[Opening Dataset content section]

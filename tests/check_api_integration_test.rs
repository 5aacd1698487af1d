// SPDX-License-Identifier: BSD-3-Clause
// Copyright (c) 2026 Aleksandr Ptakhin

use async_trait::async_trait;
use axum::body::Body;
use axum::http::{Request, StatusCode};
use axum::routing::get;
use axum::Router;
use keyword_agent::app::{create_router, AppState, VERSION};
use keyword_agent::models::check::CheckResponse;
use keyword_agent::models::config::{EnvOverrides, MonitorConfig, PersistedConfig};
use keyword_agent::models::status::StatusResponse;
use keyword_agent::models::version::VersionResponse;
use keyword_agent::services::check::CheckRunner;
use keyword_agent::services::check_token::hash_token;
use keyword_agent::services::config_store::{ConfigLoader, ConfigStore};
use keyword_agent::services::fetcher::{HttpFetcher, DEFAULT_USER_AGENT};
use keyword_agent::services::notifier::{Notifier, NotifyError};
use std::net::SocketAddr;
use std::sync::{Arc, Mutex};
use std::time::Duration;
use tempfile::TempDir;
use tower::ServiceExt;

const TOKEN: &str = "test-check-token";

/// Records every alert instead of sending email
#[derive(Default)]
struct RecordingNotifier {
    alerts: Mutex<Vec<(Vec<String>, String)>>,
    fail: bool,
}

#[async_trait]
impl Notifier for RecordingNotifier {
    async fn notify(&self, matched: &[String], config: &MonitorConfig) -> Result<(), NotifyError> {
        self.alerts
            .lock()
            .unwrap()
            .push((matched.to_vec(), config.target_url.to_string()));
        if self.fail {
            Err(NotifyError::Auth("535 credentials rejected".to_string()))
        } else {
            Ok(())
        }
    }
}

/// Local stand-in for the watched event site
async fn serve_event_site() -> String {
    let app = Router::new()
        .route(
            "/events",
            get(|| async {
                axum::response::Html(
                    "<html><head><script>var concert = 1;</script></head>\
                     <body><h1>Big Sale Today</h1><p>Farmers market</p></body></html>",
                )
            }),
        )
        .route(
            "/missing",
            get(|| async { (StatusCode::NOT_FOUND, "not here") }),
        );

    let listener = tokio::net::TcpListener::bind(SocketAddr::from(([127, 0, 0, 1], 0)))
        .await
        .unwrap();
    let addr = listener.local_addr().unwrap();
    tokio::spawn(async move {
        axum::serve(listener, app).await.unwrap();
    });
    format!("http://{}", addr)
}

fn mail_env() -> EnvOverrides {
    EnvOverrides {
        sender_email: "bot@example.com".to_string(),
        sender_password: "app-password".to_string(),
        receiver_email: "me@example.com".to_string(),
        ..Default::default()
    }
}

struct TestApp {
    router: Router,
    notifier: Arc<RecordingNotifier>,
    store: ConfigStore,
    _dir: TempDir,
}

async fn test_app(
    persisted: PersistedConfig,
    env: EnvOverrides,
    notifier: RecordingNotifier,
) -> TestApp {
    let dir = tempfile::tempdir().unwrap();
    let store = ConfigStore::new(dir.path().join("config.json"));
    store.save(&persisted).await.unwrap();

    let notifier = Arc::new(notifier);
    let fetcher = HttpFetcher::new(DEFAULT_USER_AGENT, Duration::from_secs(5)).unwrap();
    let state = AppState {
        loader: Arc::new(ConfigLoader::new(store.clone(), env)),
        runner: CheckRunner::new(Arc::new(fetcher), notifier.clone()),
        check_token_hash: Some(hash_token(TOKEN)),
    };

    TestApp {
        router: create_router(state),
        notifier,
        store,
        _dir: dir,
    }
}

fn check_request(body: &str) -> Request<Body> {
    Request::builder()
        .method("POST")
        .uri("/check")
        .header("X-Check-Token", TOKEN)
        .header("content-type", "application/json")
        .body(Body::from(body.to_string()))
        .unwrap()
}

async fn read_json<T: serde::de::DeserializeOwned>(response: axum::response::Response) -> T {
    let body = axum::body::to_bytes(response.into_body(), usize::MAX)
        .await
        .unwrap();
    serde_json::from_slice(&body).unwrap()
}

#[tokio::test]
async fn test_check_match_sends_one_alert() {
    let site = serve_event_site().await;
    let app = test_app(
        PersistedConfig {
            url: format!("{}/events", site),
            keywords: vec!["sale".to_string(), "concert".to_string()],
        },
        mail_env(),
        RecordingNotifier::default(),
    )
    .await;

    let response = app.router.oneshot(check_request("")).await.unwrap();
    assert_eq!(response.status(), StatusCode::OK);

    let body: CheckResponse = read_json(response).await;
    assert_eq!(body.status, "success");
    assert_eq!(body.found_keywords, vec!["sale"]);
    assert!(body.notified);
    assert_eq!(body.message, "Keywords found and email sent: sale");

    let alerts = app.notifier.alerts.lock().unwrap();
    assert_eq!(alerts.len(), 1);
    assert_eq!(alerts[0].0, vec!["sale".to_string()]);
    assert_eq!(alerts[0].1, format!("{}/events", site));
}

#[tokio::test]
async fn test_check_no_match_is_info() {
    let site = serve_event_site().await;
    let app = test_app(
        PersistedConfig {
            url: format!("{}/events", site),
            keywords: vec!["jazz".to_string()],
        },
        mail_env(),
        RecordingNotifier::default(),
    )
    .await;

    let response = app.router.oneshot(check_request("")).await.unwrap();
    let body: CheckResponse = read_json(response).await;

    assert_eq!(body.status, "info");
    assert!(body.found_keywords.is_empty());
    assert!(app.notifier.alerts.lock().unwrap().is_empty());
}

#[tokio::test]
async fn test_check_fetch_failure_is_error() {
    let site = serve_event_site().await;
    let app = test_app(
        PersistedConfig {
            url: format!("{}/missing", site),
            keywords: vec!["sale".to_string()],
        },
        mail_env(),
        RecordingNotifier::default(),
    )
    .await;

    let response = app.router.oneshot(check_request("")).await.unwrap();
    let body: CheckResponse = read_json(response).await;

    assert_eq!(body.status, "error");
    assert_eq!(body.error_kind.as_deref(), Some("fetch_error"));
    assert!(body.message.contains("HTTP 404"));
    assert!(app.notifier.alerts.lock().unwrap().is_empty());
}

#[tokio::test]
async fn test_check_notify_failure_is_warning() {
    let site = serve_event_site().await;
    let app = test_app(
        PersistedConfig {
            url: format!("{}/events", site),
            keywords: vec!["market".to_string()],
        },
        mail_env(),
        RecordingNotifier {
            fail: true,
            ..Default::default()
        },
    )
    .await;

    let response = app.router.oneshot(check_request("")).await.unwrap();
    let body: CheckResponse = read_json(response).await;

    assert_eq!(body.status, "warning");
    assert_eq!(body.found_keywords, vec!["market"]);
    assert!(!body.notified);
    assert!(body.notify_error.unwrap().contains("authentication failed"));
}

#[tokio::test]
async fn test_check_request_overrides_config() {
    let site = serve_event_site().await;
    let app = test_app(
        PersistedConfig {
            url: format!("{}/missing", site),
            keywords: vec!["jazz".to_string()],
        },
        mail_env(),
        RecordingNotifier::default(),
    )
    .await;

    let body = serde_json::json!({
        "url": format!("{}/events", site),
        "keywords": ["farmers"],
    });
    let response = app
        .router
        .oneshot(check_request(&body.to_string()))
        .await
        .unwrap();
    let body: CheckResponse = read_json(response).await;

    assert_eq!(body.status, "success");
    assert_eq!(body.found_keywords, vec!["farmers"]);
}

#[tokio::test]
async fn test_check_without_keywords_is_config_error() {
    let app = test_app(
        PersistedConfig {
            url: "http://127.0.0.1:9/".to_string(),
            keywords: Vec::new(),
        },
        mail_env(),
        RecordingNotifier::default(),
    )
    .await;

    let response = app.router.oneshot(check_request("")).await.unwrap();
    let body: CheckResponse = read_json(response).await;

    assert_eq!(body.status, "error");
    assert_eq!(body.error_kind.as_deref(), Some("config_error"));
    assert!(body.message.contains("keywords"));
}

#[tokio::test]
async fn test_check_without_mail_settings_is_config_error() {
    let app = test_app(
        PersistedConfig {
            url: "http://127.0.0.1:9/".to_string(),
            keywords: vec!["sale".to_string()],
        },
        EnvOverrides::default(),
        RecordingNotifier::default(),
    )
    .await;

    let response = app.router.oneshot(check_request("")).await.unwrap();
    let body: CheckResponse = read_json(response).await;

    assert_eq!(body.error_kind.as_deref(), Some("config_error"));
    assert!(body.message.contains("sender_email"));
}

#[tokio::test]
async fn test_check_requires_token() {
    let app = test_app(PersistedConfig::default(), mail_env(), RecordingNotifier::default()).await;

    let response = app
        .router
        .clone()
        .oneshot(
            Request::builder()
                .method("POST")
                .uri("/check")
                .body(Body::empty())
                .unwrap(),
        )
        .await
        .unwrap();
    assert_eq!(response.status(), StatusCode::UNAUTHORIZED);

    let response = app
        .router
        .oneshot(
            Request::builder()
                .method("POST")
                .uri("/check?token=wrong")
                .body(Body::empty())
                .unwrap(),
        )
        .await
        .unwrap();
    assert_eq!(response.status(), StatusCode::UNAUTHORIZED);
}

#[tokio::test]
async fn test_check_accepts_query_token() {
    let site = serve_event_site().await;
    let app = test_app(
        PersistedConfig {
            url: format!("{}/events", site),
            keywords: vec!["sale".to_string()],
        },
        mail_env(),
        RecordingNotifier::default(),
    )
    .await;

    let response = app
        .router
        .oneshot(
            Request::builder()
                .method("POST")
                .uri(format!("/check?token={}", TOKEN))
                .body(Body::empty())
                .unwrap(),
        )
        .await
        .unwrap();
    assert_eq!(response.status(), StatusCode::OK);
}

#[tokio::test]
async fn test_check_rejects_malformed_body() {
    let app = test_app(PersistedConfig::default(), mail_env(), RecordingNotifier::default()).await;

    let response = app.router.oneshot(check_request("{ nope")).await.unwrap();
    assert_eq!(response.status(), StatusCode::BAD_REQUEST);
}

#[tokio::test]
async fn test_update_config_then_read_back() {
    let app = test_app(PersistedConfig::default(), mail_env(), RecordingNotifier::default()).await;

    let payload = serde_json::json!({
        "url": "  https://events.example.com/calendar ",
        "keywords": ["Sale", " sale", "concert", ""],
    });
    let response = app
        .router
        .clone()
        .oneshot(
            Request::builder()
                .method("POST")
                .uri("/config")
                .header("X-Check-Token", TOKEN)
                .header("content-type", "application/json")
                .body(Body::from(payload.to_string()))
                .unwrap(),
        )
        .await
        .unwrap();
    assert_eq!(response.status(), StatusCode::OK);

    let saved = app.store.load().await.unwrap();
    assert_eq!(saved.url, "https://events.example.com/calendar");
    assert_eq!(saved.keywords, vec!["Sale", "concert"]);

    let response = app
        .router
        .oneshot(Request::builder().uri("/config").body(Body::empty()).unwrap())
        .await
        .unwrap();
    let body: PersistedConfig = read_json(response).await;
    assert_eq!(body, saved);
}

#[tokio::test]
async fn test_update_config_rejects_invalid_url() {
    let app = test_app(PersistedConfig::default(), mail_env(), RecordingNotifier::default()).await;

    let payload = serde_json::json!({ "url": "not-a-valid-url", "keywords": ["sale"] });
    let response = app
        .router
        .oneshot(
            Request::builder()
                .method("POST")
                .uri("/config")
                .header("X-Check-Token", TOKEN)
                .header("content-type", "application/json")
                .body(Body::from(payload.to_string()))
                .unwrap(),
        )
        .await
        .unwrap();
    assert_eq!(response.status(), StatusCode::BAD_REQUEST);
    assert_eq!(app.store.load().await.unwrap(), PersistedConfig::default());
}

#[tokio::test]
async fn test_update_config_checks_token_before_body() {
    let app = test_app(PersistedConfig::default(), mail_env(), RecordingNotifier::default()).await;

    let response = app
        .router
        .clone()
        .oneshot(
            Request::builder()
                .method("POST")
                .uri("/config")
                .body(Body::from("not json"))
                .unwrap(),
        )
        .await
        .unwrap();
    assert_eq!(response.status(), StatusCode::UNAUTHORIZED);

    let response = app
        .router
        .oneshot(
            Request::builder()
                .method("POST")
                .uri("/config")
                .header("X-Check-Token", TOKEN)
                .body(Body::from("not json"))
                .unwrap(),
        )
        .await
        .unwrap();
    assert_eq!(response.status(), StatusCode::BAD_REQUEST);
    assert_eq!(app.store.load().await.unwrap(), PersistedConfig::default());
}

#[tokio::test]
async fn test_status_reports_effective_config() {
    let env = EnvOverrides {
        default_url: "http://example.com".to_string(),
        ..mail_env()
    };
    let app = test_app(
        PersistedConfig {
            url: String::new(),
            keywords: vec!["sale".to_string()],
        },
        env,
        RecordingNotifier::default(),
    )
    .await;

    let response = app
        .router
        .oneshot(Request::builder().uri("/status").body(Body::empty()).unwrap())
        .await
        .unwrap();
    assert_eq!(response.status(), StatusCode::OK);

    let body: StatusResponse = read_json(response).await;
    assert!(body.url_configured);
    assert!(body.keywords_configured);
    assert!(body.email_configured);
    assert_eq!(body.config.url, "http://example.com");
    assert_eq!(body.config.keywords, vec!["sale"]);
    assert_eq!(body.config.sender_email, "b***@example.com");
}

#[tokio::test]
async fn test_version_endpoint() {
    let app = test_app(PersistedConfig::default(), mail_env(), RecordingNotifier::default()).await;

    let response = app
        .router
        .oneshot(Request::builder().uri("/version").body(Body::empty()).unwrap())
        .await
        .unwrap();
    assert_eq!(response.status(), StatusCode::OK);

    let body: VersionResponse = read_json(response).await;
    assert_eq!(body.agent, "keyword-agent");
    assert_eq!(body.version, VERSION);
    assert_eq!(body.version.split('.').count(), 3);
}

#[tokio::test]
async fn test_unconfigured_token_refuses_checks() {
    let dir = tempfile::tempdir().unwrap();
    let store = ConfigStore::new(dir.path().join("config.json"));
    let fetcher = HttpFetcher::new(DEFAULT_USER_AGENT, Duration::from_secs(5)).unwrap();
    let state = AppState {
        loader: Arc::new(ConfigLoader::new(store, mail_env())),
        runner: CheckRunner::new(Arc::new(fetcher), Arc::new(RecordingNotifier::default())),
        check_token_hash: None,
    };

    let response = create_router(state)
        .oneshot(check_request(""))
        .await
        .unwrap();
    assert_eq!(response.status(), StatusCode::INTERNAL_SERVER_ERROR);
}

[Closing Dataset content section]
[Opening Dataset content section]

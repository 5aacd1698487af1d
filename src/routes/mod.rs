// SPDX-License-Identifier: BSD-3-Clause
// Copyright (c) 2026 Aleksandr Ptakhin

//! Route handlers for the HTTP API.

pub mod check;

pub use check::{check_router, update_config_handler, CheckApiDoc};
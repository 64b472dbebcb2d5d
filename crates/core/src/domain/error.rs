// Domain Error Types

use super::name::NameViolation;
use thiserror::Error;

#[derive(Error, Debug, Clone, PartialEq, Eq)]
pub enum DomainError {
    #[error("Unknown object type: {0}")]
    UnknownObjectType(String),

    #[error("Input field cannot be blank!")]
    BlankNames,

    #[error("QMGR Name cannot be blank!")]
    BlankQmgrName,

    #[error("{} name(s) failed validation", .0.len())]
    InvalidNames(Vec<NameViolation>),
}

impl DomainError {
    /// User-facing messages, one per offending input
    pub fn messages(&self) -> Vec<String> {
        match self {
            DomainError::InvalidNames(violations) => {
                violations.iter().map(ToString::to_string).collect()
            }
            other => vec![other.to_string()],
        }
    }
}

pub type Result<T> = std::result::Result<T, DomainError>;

[Closing Dataset content section]

§ Exercise description
Look above for the line holding "filename src/routes/mod.rs" and the line holding "repository 64b472dbebcb2d5d". Retype both, and every line between them, word for word and nothing else.

§ Answer below
filename src/routes/mod.rs
// SPDX-License-Identifier: BSD-3-Clause
// Copyright (c) 2026 Aleksandr Ptakhin

//! Route handlers for the HTTP API.

pub mod check;

pub use check::{check_router, update_config_handler, CheckApiDoc};
repository 64b472dbebcb2d5d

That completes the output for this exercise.